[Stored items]

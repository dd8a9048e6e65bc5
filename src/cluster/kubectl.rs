//! Cluster inventory backed by the `kubectl` CLI.

use std::path::PathBuf;

use async_trait::async_trait;
use serde::Deserialize;

use super::process::{ToolCommand, classify_failure};
use super::{ClusterInventory, ResourceRef};
use crate::config::ClusterSettings;
use crate::errors::StoreError;

/// Kinds counted after a teardown.
const INVENTORY_KINDS: &str = "deployments,services";

#[derive(Debug, Clone)]
pub struct KubectlInventory {
    bin: PathBuf,
    kubeconfig: Option<PathBuf>,
    context: Option<String>,
}

impl KubectlInventory {
    pub fn new(bin: impl Into<PathBuf>) -> Self {
        Self {
            bin: bin.into(),
            kubeconfig: None,
            context: None,
        }
    }

    pub fn from_settings(settings: &ClusterSettings) -> Self {
        Self {
            bin: settings.kubectl_bin.clone(),
            kubeconfig: settings.kubeconfig.clone(),
            context: settings.kube_context.clone(),
        }
    }

    fn get_command(&self, namespace: &str, selector: &str) -> ToolCommand {
        let mut cmd = ToolCommand::new(&self.bin);
        if let Some(path) = &self.kubeconfig {
            cmd = cmd.arg("--kubeconfig").arg(path.display().to_string());
        }
        if let Some(context) = &self.context {
            cmd = cmd.args(["--context", context.as_str()]);
        }
        cmd.args([
            "get",
            INVENTORY_KINDS,
            "--namespace",
            namespace,
            "--selector",
            selector,
            "--output",
            "json",
        ])
    }
}

#[async_trait]
impl ClusterInventory for KubectlInventory {
    async fn list_labeled(&self, namespace: &str, selector: &str) -> Result<Vec<ResourceRef>, StoreError> {
        let output = self.get_command(namespace, selector).output().await?;
        if !output.success {
            return match classify_failure(&output) {
                // A missing namespace has nothing left in it.
                StoreError::NotFound(_) => Ok(Vec::new()),
                other => Err(other),
            };
        }
        parse_list_output(&output.stdout)
    }
}

#[derive(Debug, Deserialize)]
struct ObjectList {
    #[serde(default)]
    items: Vec<ObjectItem>,
}

#[derive(Debug, Deserialize)]
struct ObjectItem {
    kind: String,
    metadata: ObjectMeta,
}

#[derive(Debug, Deserialize)]
struct ObjectMeta {
    name: String,
}

/// Parse the `List` document printed by `kubectl get -o json`.
pub fn parse_list_output(stdout: &str) -> Result<Vec<ResourceRef>, StoreError> {
    let list: ObjectList =
        serde_json::from_str(stdout.trim()).map_err(|e| StoreError::Malformed(e.to_string()))?;
    Ok(list
        .items
        .into_iter()
        .map(|item| ResourceRef {
            kind: item.kind,
            name: item.metadata.name,
        })
        .collect())
}

#[cfg(test)]
mod tests {
    use super::*;

    #[test]
    fn test_parse_mixed_list() {
        let json = r#"{
            "apiVersion": "v1",
            "kind": "List",
            "items": [
                {"kind": "Deployment", "metadata": {"name": "web", "namespace": "apps"}},
                {"kind": "Service", "metadata": {"name": "web", "namespace": "apps"}},
                {"kind": "Service", "metadata": {"name": "web-headless", "namespace": "apps"}}
            ]
        }"#;
        let items = parse_list_output(json).unwrap();
        assert_eq!(items.len(), 3);
        assert_eq!(items.iter().filter(|r| r.kind == "Service").count(), 2);
    }

    #[test]
    fn test_parse_empty_list() {
        let items = parse_list_output(r#"{"apiVersion":"v1","items":[],"kind":"List"}"#).unwrap();
        assert!(items.is_empty());
    }

    #[test]
    fn test_parse_rejects_non_json() {
        assert!(matches!(
            parse_list_output("No resources found"),
            Err(StoreError::Malformed(_))
        ));
    }

    #[test]
    fn test_get_command_uses_selector() {
        let inv = KubectlInventory::new("kubectl");
        let cmd = inv.get_command("apps", "app.kubernetes.io/instance=web");
        assert_eq!(
            cmd.display(),
            "kubectl get deployments,services --namespace apps --selector app.kubernetes.io/instance=web --output json"
        );
    }
}
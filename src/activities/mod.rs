//! Teardown activities.
//!
//! Activities are the only code that touches the cluster. Each is stateless
//! and idempotent: re-delivering one after a crash must be harmless.

use std::fmt;
use std::time::Duration;

use async_trait::async_trait;
use chrono::{DateTime, Utc};
use serde::{Deserialize, Serialize};

use crate::cluster::{ClusterInventory, ReleaseStore, instance_selector};
use crate::errors::{ActivityError, StoreError};
use crate::identity::ReleaseIdentity;

/// The three activities a teardown may schedule.
#[derive(Debug, Clone, Copy, PartialEq, Eq, Hash, Serialize, Deserialize)]
#[serde(rename_all = "snake_case")]
pub enum ActivityKind {
    Validate,
    Destroy,
    Verify,
}

impl ActivityKind {
    pub fn as_str(&self) -> &'static str {
        match self {
            ActivityKind::Validate => "validate",
            ActivityKind::Destroy => "destroy",
            ActivityKind::Verify => "verify",
        }
    }
}

impl fmt::Display for ActivityKind {
    fn fmt(&self, f: &mut fmt::Formatter<'_>) -> fmt::Result {
        f.write_str(self.as_str())
    }
}

#[derive(Debug, Clone, PartialEq, Eq, Serialize, Deserialize)]
#[serde(rename_all = "camelCase")]
pub struct ValidateResult {
    pub exists: bool,
    pub status: String,
    pub revision: i64,
    #[serde(default, skip_serializing_if = "Option::is_none")]
    pub last_updated: Option<DateTime<Utc>>,
}

impl ValidateResult {
    pub fn missing() -> Self {
        Self {
            exists: false,
            status: "not-found".to_string(),
            revision: 0,
            last_updated: None,
        }
    }
}

#[derive(Debug, Clone, PartialEq, Eq, Serialize, Deserialize)]
pub struct DestroyResult {
    pub succeeded: bool,
    pub detail: String,
}

#[derive(Debug, Clone, Copy, PartialEq, Eq, Serialize, Deserialize)]
#[serde(rename_all = "camelCase")]
pub struct VerifyResult {
    pub all_clear: bool,
    pub remaining_workload_count: u32,
    pub remaining_service_count: u32,
}

impl VerifyResult {
    pub fn from_counts(workloads: u32, services: u32) -> Self {
        Self {
            all_clear: workloads == 0 && services == 0,
            remaining_workload_count: workloads,
            remaining_service_count: services,
        }
    }
}

/// Typed activity boundary the workflow schedules against.
#[async_trait]
pub trait TeardownActivities: Send + Sync {
    async fn validate(
        &self,
        release: &ReleaseIdentity,
        namespace: &str,
    ) -> Result<ValidateResult, ActivityError>;

    async fn destroy(
        &self,
        release: &ReleaseIdentity,
        namespace: &str,
        wait: bool,
        timeout: Option<Duration>,
    ) -> Result<DestroyResult, ActivityError>;

    async fn verify(
        &self,
        release: &ReleaseIdentity,
        namespace: &str,
    ) -> Result<VerifyResult, ActivityError>;
}

/// Activities backed by a release store and a cluster inventory.
pub struct ClusterActivities<S, I> {
    store: S,
    inventory: I,
}

impl<S: ReleaseStore, I: ClusterInventory> ClusterActivities<S, I> {
    pub fn new(store: S, inventory: I) -> Self {
        Self { store, inventory }
    }
}

/// Collaborator failures are retried; unavailability keeps the tool's own text.
fn transient(err: StoreError) -> ActivityError {
    match err {
        StoreError::Unavailable(detail) => ActivityError::retryable(detail),
        other => ActivityError::retryable(other.to_string()),
    }
}

#[async_trait]
impl<S: ReleaseStore, I: ClusterInventory> TeardownActivities for ClusterActivities<S, I> {
    async fn validate(
        &self,
        release: &ReleaseIdentity,
        namespace: &str,
    ) -> Result<ValidateResult, ActivityError> {
        let name = release.name();
        // A failed listing proves nothing about the release, so every
        // failure here is retried rather than read as "missing".
        let releases = self
            .store
            .list_deployed(namespace, name)
            .await
            .map_err(transient)?;

        let result = releases
            .into_iter()
            .find(|r| r.name == name)
            .map(|r| ValidateResult {
                exists: true,
                status: r.status,
                revision: r.revision,
                last_updated: r.updated,
            })
            .unwrap_or_else(ValidateResult::missing);

        tracing::info!(
            release = name,
            namespace,
            exists = result.exists,
            status = %result.status,
            revision = result.revision,
            "Validated release"
        );
        Ok(result)
    }

    async fn destroy(
        &self,
        release: &ReleaseIdentity,
        namespace: &str,
        wait: bool,
        timeout: Option<Duration>,
    ) -> Result<DestroyResult, ActivityError> {
        let name = release.name();
        match self.store.uninstall(name, namespace, wait, timeout).await {
            Ok(status) => Ok(DestroyResult {
                succeeded: true,
                detail: format!("Release {name} uninstalled. Status: {status}"),
            }),
            Err(StoreError::NotFound(_)) => {
                tracing::info!(release = name, namespace, "Release already removed");
                Ok(DestroyResult {
                    succeeded: true,
                    detail: format!("Release {name} was already removed"),
                })
            }
            Err(StoreError::Rejected(reason)) => {
                tracing::warn!(release = name, namespace, %reason, "Uninstall rejected");
                Ok(DestroyResult {
                    succeeded: false,
                    detail: format!("Failed to uninstall release: {reason}"),
                })
            }
            Err(e) => Err(transient(e)),
        }
    }

    async fn verify(
        &self,
        release: &ReleaseIdentity,
        namespace: &str,
    ) -> Result<VerifyResult, ActivityError> {
        let selector = instance_selector(release.name());
        let resources = self
            .inventory
            .list_labeled(namespace, &selector)
            .await
            .map_err(transient)?;

        let workloads = resources.iter().filter(|r| r.kind == "Deployment").count();
        let services = resources.iter().filter(|r| r.kind == "Service").count();
        let result = VerifyResult::from_counts(workloads as u32, services as u32);

        tracing::info!(
            release = release.name(),
            namespace,
            deployments = workloads,
            services,
            "Verified teardown"
        );
        Ok(result)
    }
}
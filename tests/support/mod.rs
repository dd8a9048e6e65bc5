//! Shared fakes for integration tests.
#![allow(dead_code)]

use std::collections::VecDeque;
use std::sync::Arc;
use std::sync::Mutex;
use std::sync::atomic::{AtomicUsize, Ordering};
use std::time::Duration;

use async_trait::async_trait;
use tokio_util::sync::CancellationToken;

use undeploy::activities::{
    ActivityKind, DestroyResult, TeardownActivities, ValidateResult, VerifyResult,
};
use undeploy::errors::ActivityError;
use undeploy::host::{DurableHost, HistoryStore, InMemoryHistoryStore};
use undeploy::identity::ReleaseIdentity;
use undeploy::orchestrator::TeardownWorkflow;
use undeploy::policy::PolicySet;

/// One recorded activity invocation.
#[derive(Debug, Clone, PartialEq, Eq)]
pub struct Call {
    pub kind: ActivityKind,
    pub release: String,
    pub namespace: String,
    pub wait: Option<bool>,
    pub timeout: Option<Duration>,
}

/// Activities that replay scripted results and log every invocation.
///
/// When a script runs dry the activity succeeds: the release exists, the
/// uninstall works and nothing is left behind.
#[derive(Default)]
pub struct ScriptedActivities {
    calls: Mutex<Vec<Call>>,
    validate: Mutex<VecDeque<Result<ValidateResult, ActivityError>>>,
    destroy: Mutex<VecDeque<Result<DestroyResult, ActivityError>>>,
    verify: Mutex<VecDeque<Result<VerifyResult, ActivityError>>>,
    destroy_delay: Option<Duration>,
    cancel_on_validate: Option<CancellationToken>,
    cancel_on_destroy: Option<CancellationToken>,
    running: AtomicUsize,
    peak: AtomicUsize,
}

pub fn deployed() -> ValidateResult {
    ValidateResult {
        exists: true,
        status: "deployed".to_string(),
        revision: 3,
        last_updated: None,
    }
}

pub fn uninstalled(release: &str) -> DestroyResult {
    DestroyResult {
        succeeded: true,
        detail: format!("Release {release} uninstalled. Status: uninstalled"),
    }
}

impl ScriptedActivities {
    pub fn new() -> Self {
        Self::default()
    }

    pub fn validate_returns(self, result: Result<ValidateResult, ActivityError>) -> Self {
        self.validate.lock().unwrap().push_back(result);
        self
    }

    pub fn destroy_returns(self, result: Result<DestroyResult, ActivityError>) -> Self {
        self.destroy.lock().unwrap().push_back(result);
        self
    }

    pub fn verify_returns(self, result: Result<VerifyResult, ActivityError>) -> Self {
        self.verify.lock().unwrap().push_back(result);
        self
    }

    pub fn destroy_takes(mut self, delay: Duration) -> Self {
        self.destroy_delay = Some(delay);
        self
    }

    /// Trip `token` while validate runs, as if a cancel arrived then.
    pub fn cancel_during_validate(mut self, token: CancellationToken) -> Self {
        self.cancel_on_validate = Some(token);
        self
    }

    /// Trip `token` while destroy runs.
    pub fn cancel_during_destroy(mut self, token: CancellationToken) -> Self {
        self.cancel_on_destroy = Some(token);
        self
    }

    pub fn calls(&self) -> Vec<Call> {
        self.calls.lock().unwrap().clone()
    }

    pub fn kinds(&self) -> Vec<ActivityKind> {
        self.calls().into_iter().map(|c| c.kind).collect()
    }

    pub fn count(&self, kind: ActivityKind) -> usize {
        self.kinds().into_iter().filter(|k| *k == kind).count()
    }

    /// Highest number of activities observed running at once.
    pub fn peak_concurrency(&self) -> usize {
        self.peak.load(Ordering::SeqCst)
    }

    fn log(&self, call: Call) {
        self.calls.lock().unwrap().push(call);
    }

    fn enter(&self) {
        let now = self.running.fetch_add(1, Ordering::SeqCst) + 1;
        self.peak.fetch_max(now, Ordering::SeqCst);
    }

    fn leave(&self) {
        self.running.fetch_sub(1, Ordering::SeqCst);
    }
}

#[async_trait]
impl TeardownActivities for ScriptedActivities {
    async fn validate(
        &self,
        release: &ReleaseIdentity,
        namespace: &str,
    ) -> Result<ValidateResult, ActivityError> {
        self.log(Call {
            kind: ActivityKind::Validate,
            release: release.name().to_string(),
            namespace: namespace.to_string(),
            wait: None,
            timeout: None,
        });
        if let Some(token) = &self.cancel_on_validate {
            token.cancel();
        }
        self.validate
            .lock()
            .unwrap()
            .pop_front()
            .unwrap_or_else(|| Ok(deployed()))
    }

    async fn destroy(
        &self,
        release: &ReleaseIdentity,
        namespace: &str,
        wait: bool,
        timeout: Option<Duration>,
    ) -> Result<DestroyResult, ActivityError> {
        self.log(Call {
            kind: ActivityKind::Destroy,
            release: release.name().to_string(),
            namespace: namespace.to_string(),
            wait: Some(wait),
            timeout,
        });
        self.enter();
        if let Some(token) = &self.cancel_on_destroy {
            token.cancel();
        }
        if let Some(delay) = self.destroy_delay {
            tokio::time::sleep(delay).await;
        }
        self.leave();
        let scripted = self.destroy.lock().unwrap().pop_front();
        scripted.unwrap_or_else(|| Ok(uninstalled(release.name())))
    }

    async fn verify(
        &self,
        release: &ReleaseIdentity,
        namespace: &str,
    ) -> Result<VerifyResult, ActivityError> {
        self.log(Call {
            kind: ActivityKind::Verify,
            release: release.name().to_string(),
            namespace: namespace.to_string(),
            wait: None,
            timeout: None,
        });
        self.verify
            .lock()
            .unwrap()
            .pop_front()
            .unwrap_or_else(|| Ok(VerifyResult::from_counts(0, 0)))
    }
}

/// Default policies with millisecond backoff so retry tests stay fast.
pub fn fast_policies() -> PolicySet {
    let mut policies = PolicySet::default();
    for options in [
        &mut policies.validate,
        &mut policies.destroy,
        &mut policies.verify,
    ] {
        options.backoff.initial = Duration::from_millis(1);
        options.backoff.max = Duration::from_millis(5);
    }
    policies
}

/// A host over `store` driving `activities` with fast policies.
pub fn host_with(
    store: Arc<dyn HistoryStore>,
    activities: Arc<ScriptedActivities>,
) -> DurableHost {
    let workflow = TeardownWorkflow::new(activities, fast_policies());
    DurableHost::new(store, workflow, "default")
}

/// A host with a fresh in-memory store.
pub fn host(activities: Arc<ScriptedActivities>) -> (DurableHost, Arc<InMemoryHistoryStore>) {
    let store = Arc::new(InMemoryHistoryStore::new());
    (host_with(store.clone(), activities), store)
}

pub fn transient(message: &str) -> ActivityError {
    ActivityError::retryable(message)
}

▶ [To do]: In the entries above, count each line that holds "TeardownWorkflow". Give the total and nothing else.

▶ [Answer to this task]: 2